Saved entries
----

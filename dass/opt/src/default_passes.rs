//! Defines the default passes available to [PassManager].
use crate::passes::{
    LoopInterchange, PortOffsets, StaticIslands, StaticLoopsCf,
    StaticLoopsMem,
};
use crate::traversal::Named;
use crate::pass_manager::{PassManager, PassResult};
use crate::register_alias;

impl PassManager {
    pub fn default_passes() -> PassResult<Self> {
        // Construct the pass manager and register all passes.
        let mut pm = PassManager::default();

        // Extraction passes
        pm.register_diagnostic::<StaticIslands>()?;
        pm.register_pass::<StaticLoopsMem>()?;
        pm.register_pass::<StaticLoopsCf>()?;

        // Verification passes
        pm.register_pass::<LoopInterchange>()?;

        // Reports
        pm.register_pass::<PortOffsets>()?;

        register_alias!(
            pm,
            "dass",
            [StaticIslands, StaticLoopsMem, StaticLoopsCf]
        );
        register_alias!(pm, "all", ["dass", LoopInterchange, PortOffsets]);
        Ok(pm)
    }
}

----

Your task: Could you set down, word for word, only the lines above from the line with "use crate::traversal::Named;" to the line with "pm.register_pass::<StaticLoopsCf>()?;", including both?

Response area:
use crate::traversal::Named;
use crate::pass_manager::{PassManager, PassResult};
use crate::register_alias;

impl PassManager {
    pub fn default_passes() -> PassResult<Self> {
        // Construct the pass manager and register all passes.
        let mut pm = PassManager::default();

        // Extraction passes
        pm.register_diagnostic::<StaticIslands>()?;
        pm.register_pass::<StaticLoopsMem>()?;
        pm.register_pass::<StaticLoopsCf>()?;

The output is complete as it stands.